─── Provided information

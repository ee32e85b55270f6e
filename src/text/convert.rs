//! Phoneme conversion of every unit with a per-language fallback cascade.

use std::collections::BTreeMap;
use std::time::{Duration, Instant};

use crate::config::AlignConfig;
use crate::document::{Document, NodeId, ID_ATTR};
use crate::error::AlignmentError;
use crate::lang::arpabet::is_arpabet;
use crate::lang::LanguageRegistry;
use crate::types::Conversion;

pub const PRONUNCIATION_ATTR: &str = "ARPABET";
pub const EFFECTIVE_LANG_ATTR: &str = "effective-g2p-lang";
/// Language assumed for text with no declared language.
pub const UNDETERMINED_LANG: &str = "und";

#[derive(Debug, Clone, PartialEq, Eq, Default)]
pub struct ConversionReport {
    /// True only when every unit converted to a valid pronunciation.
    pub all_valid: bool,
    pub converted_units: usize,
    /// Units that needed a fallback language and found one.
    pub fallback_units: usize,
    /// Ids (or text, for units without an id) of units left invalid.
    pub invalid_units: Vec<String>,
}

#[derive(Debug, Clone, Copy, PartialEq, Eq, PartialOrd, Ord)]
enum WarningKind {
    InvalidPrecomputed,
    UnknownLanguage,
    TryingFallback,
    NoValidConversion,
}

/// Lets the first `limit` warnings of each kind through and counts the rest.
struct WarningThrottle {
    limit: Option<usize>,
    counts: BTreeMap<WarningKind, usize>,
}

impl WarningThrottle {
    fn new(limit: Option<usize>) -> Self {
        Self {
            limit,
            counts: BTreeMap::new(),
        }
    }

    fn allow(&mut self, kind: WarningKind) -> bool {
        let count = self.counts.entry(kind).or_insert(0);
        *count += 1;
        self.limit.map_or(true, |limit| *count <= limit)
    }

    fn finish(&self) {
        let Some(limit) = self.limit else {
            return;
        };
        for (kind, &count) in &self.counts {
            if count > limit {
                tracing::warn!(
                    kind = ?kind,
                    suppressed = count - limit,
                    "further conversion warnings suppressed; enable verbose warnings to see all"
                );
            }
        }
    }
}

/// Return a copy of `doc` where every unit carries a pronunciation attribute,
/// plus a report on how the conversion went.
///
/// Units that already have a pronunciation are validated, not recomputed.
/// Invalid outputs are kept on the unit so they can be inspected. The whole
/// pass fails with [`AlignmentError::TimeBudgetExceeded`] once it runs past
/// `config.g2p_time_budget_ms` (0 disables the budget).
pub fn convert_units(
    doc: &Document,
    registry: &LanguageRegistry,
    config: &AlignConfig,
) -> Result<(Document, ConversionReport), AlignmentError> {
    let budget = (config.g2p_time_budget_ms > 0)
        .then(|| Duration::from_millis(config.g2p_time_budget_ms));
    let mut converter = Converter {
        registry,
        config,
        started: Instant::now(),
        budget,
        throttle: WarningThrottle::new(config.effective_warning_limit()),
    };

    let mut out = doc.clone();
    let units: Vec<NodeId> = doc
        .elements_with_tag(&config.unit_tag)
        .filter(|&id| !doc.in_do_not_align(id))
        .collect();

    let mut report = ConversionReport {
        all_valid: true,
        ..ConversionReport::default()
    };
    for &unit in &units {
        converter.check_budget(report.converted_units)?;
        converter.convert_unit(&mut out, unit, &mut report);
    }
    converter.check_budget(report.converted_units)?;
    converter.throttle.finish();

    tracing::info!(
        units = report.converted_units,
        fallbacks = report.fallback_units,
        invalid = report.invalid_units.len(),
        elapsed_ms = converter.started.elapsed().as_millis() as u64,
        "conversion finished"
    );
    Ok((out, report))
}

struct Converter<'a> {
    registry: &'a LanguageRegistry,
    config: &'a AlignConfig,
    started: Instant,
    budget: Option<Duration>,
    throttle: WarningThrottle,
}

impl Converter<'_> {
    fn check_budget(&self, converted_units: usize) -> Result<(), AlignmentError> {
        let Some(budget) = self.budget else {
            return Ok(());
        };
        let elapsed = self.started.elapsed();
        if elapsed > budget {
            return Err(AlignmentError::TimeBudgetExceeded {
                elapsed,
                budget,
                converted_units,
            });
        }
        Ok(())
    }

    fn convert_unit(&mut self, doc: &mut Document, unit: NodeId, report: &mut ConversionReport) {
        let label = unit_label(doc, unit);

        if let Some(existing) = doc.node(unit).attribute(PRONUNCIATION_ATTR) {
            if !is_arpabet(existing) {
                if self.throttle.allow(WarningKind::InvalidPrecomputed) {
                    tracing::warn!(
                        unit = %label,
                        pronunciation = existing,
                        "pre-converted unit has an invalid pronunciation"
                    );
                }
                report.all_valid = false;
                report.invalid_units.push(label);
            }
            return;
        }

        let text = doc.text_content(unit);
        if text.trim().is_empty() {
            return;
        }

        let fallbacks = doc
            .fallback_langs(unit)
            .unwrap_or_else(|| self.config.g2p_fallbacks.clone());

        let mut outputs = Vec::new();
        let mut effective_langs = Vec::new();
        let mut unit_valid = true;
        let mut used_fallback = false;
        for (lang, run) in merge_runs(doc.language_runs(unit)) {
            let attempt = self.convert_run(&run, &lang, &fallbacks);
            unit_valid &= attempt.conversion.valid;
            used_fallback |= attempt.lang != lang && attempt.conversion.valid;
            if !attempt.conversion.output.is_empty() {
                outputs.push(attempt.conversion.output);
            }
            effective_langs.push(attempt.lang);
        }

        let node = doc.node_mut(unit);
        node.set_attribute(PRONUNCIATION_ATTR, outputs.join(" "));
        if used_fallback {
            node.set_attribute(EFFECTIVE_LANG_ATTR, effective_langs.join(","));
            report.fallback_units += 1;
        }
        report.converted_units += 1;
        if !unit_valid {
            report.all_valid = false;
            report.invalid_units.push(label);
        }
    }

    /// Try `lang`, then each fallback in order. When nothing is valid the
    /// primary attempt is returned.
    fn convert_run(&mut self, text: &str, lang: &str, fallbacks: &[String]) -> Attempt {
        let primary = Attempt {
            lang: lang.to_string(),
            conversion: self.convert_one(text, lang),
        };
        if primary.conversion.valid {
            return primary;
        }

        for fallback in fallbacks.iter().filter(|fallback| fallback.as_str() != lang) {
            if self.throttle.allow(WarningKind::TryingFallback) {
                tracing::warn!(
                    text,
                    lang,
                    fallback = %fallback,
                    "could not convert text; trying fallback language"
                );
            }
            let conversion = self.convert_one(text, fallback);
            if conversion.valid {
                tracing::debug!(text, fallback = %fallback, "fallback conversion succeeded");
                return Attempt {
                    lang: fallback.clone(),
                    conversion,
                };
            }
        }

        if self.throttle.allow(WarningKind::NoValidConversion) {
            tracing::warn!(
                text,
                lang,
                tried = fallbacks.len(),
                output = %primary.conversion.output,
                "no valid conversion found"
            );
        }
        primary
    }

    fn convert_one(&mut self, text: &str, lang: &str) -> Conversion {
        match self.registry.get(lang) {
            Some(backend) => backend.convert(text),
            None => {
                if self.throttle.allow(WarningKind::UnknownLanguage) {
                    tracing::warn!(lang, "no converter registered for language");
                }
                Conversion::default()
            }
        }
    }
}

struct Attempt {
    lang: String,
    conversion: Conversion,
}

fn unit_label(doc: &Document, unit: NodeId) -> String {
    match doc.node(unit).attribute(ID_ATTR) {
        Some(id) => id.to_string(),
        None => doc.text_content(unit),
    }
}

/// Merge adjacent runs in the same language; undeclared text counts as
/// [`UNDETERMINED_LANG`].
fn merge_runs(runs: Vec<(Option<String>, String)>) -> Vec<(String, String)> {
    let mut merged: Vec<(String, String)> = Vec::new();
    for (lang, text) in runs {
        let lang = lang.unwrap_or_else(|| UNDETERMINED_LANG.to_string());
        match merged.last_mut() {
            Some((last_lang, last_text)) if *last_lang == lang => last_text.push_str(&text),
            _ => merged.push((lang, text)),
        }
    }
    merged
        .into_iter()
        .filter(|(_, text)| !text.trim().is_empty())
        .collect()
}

──────

**Problem**
Counting only lines of the data above that hold "existing", report the total and nothing else.

**Solution to the problem**
3